I will never forget how I felt after 9/11, when I visited Ground Zero. The area was fenced off, but the devastation was still overwhelmingly present. There were candles lit, and fresh flowers around the perimeter. There were signs posted by those who were still searching for loved ones. That is the closest I've ever come to war, and it left me with tears in my eyes and a knot in my stomach that didn't go away for days.
Over a decade later, working on the Britten project, and spending this last week in Germany brought my mind back to the kind of loss that is suffered when battles are waged. In preparing the War Requiem, we had several class presentations and discussions about the circumstances surrounding WWI and on the Wilfred Owen poetry used in the work. It struck me that the sort of anonymity that came from the advent of long-rage weaponry bred the disconnect we feel today. Few of us have lost loved ones, and even fewer have seen battle, so we don't have to come face-to-face with pain, loss and death.
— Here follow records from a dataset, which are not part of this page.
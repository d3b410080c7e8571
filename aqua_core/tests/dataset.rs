//! Dataset store persistence, schema upgrades and split maintenance.
use aqua_core::dataset::{
    DatasetKind, DatasetStore, FileDatasetStore, MemoryDatasetStore, SCHEMA_VERSION, SplitPolicy,
    expected_validation, insert_assigned, migrate, read_rows, rebalance,
};
use aqua_core::episode::{Co2ClosingState, EpisodeOrigin};
use aqua_core::error::DatasetError;
use aqua_traits::{SequenceRandom, SmallRandom};
use proptest::prelude::*;
use serde_json::json;

fn episode(close_time: i64) -> Co2ClosingState {
    Co2ClosingState {
        origin: EpisodeOrigin::ThisInstance,
        close_time,
        opened_seconds_ago: 120,
        ph600_at_close: 7.1,
        ph60_offsets: vec![0.01; 3],
        temperatures: vec![24.0; 3],
        daylight: vec![true; 3],
        valve_open: vec![true, true, false],
        min_ph600_offset_after_close: -0.12,
    }
}

#[test]
fn file_store_survives_reopen() {
    let dir = tempfile::tempdir().unwrap();
    let path = dir.path().join("db").join("co2.json");
    {
        let mut s = FileDatasetStore::open(&path).unwrap();
        s.insert(&episode(10), true).unwrap();
        s.insert(&episode(20), true).unwrap();
        assert_eq!(s.mark_as_training(&[20, 99]).unwrap(), 1);
    }
    let s = FileDatasetStore::open(&path).unwrap();
    assert_eq!(s.schema_version(), SCHEMA_VERSION);
    assert_eq!(s.close_times(DatasetKind::Validation).unwrap(), vec![10]);
    assert_eq!(s.close_times(DatasetKind::Training).unwrap(), vec![20]);
    assert_eq!(s.find(DatasetKind::Any).unwrap()[0], episode(10));
}

#[test]
fn duplicate_insert_leaves_file_untouched() {
    let dir = tempfile::tempdir().unwrap();
    let path = dir.path().join("co2.json");
    let mut s = FileDatasetStore::open(&path).unwrap();
    s.insert(&episode(10), false).unwrap();
    let before = std::fs::read(&path).unwrap();
    assert!(matches!(
        s.insert(&episode(10), true),
        Err(DatasetError::Duplicate(10))
    ));
    assert_eq!(std::fs::read(&path).unwrap(), before);
}

/// Blocks the atomic writer: its temp file path is taken by a directory.
fn block_writes(path: &std::path::Path) -> std::path::PathBuf {
    let tmp = path.with_extension("new");
    std::fs::create_dir(&tmp).unwrap();
    tmp
}

#[test]
fn failed_insert_is_rolled_back_and_can_be_retried() {
    let dir = tempfile::tempdir().unwrap();
    let path = dir.path().join("co2.json");
    let mut s = FileDatasetStore::open(&path).unwrap();
    let blocker = block_writes(&path);

    assert!(matches!(
        s.insert(&episode(10), false),
        Err(DatasetError::Io { .. })
    ));
    assert_eq!(s.count(DatasetKind::Any).unwrap(), 0);

    std::fs::remove_dir(blocker).unwrap();
    s.insert(&episode(10), false).unwrap();
    let reopened = FileDatasetStore::open(&path).unwrap();
    assert_eq!(reopened.close_times(DatasetKind::Any).unwrap(), vec![10]);
}

#[test]
fn failed_promotion_keeps_validation_flags() {
    let dir = tempfile::tempdir().unwrap();
    let path = dir.path().join("co2.json");
    let mut s = FileDatasetStore::open(&path).unwrap();
    s.insert(&episode(10), true).unwrap();
    s.insert(&episode(20), true).unwrap();
    let blocker = block_writes(&path);

    assert!(s.mark_as_training(&[10, 20]).is_err());
    assert_eq!(s.count(DatasetKind::Validation).unwrap(), 2);

    std::fs::remove_dir(blocker).unwrap();
    assert_eq!(s.mark_as_training(&[10]).unwrap(), 1);
    let reopened = FileDatasetStore::open(&path).unwrap();
    assert_eq!(reopened.close_times(DatasetKind::Training).unwrap(), vec![10]);
    assert_eq!(reopened.close_times(DatasetKind::Validation).unwrap(), vec![20]);
}

#[test]
fn version_zero_document_is_upgraded_on_open() {
    let dir = tempfile::tempdir().unwrap();
    let path = dir.path().join("old.json");
    let mut row = serde_json::to_value(episode(5)).unwrap();
    let legacy = json!({ "rows": [ { "closeTime": 5, "episode": row.take() } ] });
    std::fs::write(&path, serde_json::to_vec(&legacy).unwrap()).unwrap();

    let s = FileDatasetStore::open(&path).unwrap();
    let rows = s.rows(DatasetKind::Any).unwrap();
    assert_eq!(rows.len(), 1);
    assert_eq!(rows[0].origin, EpisodeOrigin::ThisInstance);
    assert!(!rows[0].validation);

    let on_disk: serde_json::Value = serde_json::from_slice(&std::fs::read(&path).unwrap()).unwrap();
    assert_eq!(on_disk["schemaVersion"], json!(SCHEMA_VERSION));
    assert_eq!(read_rows(&path).unwrap(), rows);
}

#[test]
fn corrupt_document_is_reported() {
    let dir = tempfile::tempdir().unwrap();
    let path = dir.path().join("bad.json");
    std::fs::write(&path, b"[1, 2").unwrap();
    assert!(matches!(
        FileDatasetStore::open(&path),
        Err(DatasetError::Corrupt(_))
    ));
}

#[test]
fn upgrades_are_idempotent() {
    let mut doc = json!({
        "rows": [ { "closeTime": 1 }, { "closeTime": 2, "origin": 1, "validation": true } ]
    });
    migrate(&mut doc).unwrap();
    let once = doc.clone();
    assert_eq!(migrate(&mut doc).unwrap(), SCHEMA_VERSION);
    assert_eq!(doc, once);
    assert_eq!(doc["rows"][0]["origin"], json!(0));
    assert_eq!(doc["rows"][1]["validation"], json!(true));
}

#[test]
fn assignment_follows_the_draw() {
    let mut s = MemoryDatasetStore::new();
    let policy = SplitPolicy::default();
    let mut rng = SequenceRandom::new(vec![0.95, 0.2]);
    assert!(insert_assigned(&mut s, &episode(1), policy, &mut rng).unwrap());
    assert!(!insert_assigned(&mut s, &episode(2), policy, &mut rng).unwrap());
}

#[test]
fn rebalance_promotes_the_surplus() {
    let mut s = MemoryDatasetStore::new();
    for t in 0..40 {
        s.insert(&episode(t), true).unwrap();
    }
    let policy = SplitPolicy {
        training_fraction: 0.75,
        tolerance: 20,
    };
    // 40 validation rows, 10 expected: 30 surplus.
    let promoted = rebalance(&mut s, policy, &mut SmallRandom::seeded(3)).unwrap();
    assert_eq!(promoted, 30);
    assert_eq!(s.count(DatasetKind::Validation).unwrap(), 10);
    assert_eq!(rebalance(&mut s, policy, &mut SmallRandom::seeded(3)).unwrap(), 0);
}

proptest! {
    #[test]
    fn rebalance_keeps_validation_within_tolerance(
        flags in proptest::collection::vec(any::<bool>(), 0..200),
        fraction in 0.05f64..1.0,
        tolerance in 0usize..30,
        seed in any::<u64>(),
    ) {
        let mut s = MemoryDatasetStore::new();
        let mut rng = SmallRandom::seeded(seed);
        let policy = SplitPolicy { training_fraction: fraction, tolerance };
        let mut training_seen: Vec<i64> = Vec::new();
        for (i, validation) in flags.iter().enumerate() {
            s.insert(&episode(i as i64), *validation).unwrap();
            rebalance(&mut s, policy, &mut rng).unwrap();

            let total = s.count(DatasetKind::Any).unwrap();
            let validation = s.count(DatasetKind::Validation).unwrap();
            prop_assert!(validation <= expected_validation(total, fraction) + tolerance);

            let training = s.close_times(DatasetKind::Training).unwrap();
            for t in &training_seen {
                prop_assert!(training.contains(t));
            }
            training_seen = training;
        }
    }
}
//! Averaging window behaviour over virtual time.
use aqua_core::AveragingWindow;
use aqua_traits::TestClock;
use proptest::prelude::*;
use rstest::rstest;
use std::sync::Arc;

fn approx(a: Option<f64>, b: Option<f64>) -> bool {
    match (a, b) {
        (Some(x), Some(y)) => (x - y).abs() < 1e-9,
        (None, None) => true,
        _ => false,
    }
}

/// One-second window at 50 % fill: the minimum sample count is `hz / 2`, so
/// the higher the expected rate, the later a finite mean shows up.
#[rstest]
#[case(2.0, Some(5.0), Some(11.0), Some(17.0))]
#[case(4.0, Some(5.0), Some(11.0), Some(17.0))]
#[case(6.0, None, Some(11.0), None)]
#[case(8.0, None, Some(11.0), None)]
#[case(10.0, None, None, None)]
fn sample_sequence_for_rate(
    #[case] hz: f64,
    #[case] after_first_pair: Option<f64>,
    #[case] after_four: Option<f64>,
    #[case] after_expiry: Option<f64>,
) {
    let clock = TestClock::new();
    let mut w = AveragingWindow::new(1.0, hz, 50.0, Arc::new(clock.clone()));

    w.add(0.0);
    w.add(10.0);
    assert!(approx(w.get(), after_first_pair), "hz={hz} t=0");
    assert_eq!(w.count(), 2);

    clock.set_secs(0.5);
    w.add(20.0);
    clock.set_secs(0.9);
    w.add(14.0);
    assert!(approx(w.get(), after_four), "hz={hz} t=0.9");
    assert_eq!(w.count(), 4);

    clock.set_secs(1.3);
    assert!(approx(w.get(), after_expiry), "hz={hz} t=1.3");
    assert_eq!(w.count(), 2);

    clock.set_secs(2.2);
    assert_eq!(w.get(), None);
    assert_eq!(w.count(), 0);
}

#[test]
fn threshold_is_span_times_rate_times_percent() {
    let w = AveragingWindow::new(600.0, 7.0, 80.0, Arc::new(TestClock::new()));
    assert!((w.min_samples() - 3360.0).abs() < 1e-9);
}

proptest! {
    /// After a refresh, the reported mean is the exact mean of the samples
    /// younger than the span, and the count matches them.
    #[test]
    fn mean_matches_retained_samples(
        steps in proptest::collection::vec((0u64..700, -100.0f64..100.0), 1..60)
    ) {
        let clock = TestClock::new();
        let mut w = AveragingWindow::new(2.0, 1.0, 1.0, Arc::new(clock.clone()));
        let mut t_ms = 0u64;
        let mut log: Vec<(u64, f64)> = Vec::new();
        for (dt, v) in steps {
            t_ms += dt;
            clock.set_offset(std::time::Duration::from_millis(t_ms));
            w.add(v);
            log.push((t_ms, v));

            let live: Vec<f64> = log
                .iter()
                .filter(|(at, _)| t_ms - at < 2000)
                .map(|(_, v)| *v)
                .collect();
            prop_assert_eq!(w.count(), live.len());
            let expected = live.iter().sum::<f64>() / live.len() as f64;
            let got = w.get().unwrap();
            prop_assert!((got - expected).abs() < 1e-9);
        }
    }
}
Sitting onstage during our final rehearsal in Detmold, I was now familiar enough with the piece that I really began to lose myself in the meaning of the work. The chorus had just finished singing the Libera me (Deliver me, O Lord, from eternal death...), and the tenor began a solo section based on Owen's poetry that depicted a soldier wandering in a dreamy post-battle underworld. There he encountered "encumbered sleepers...too fast in thought or death to be bestirred." One rose up, and after lamenting the loss of his life and hope, told the soldier, "I am the enemy you killed, my friend."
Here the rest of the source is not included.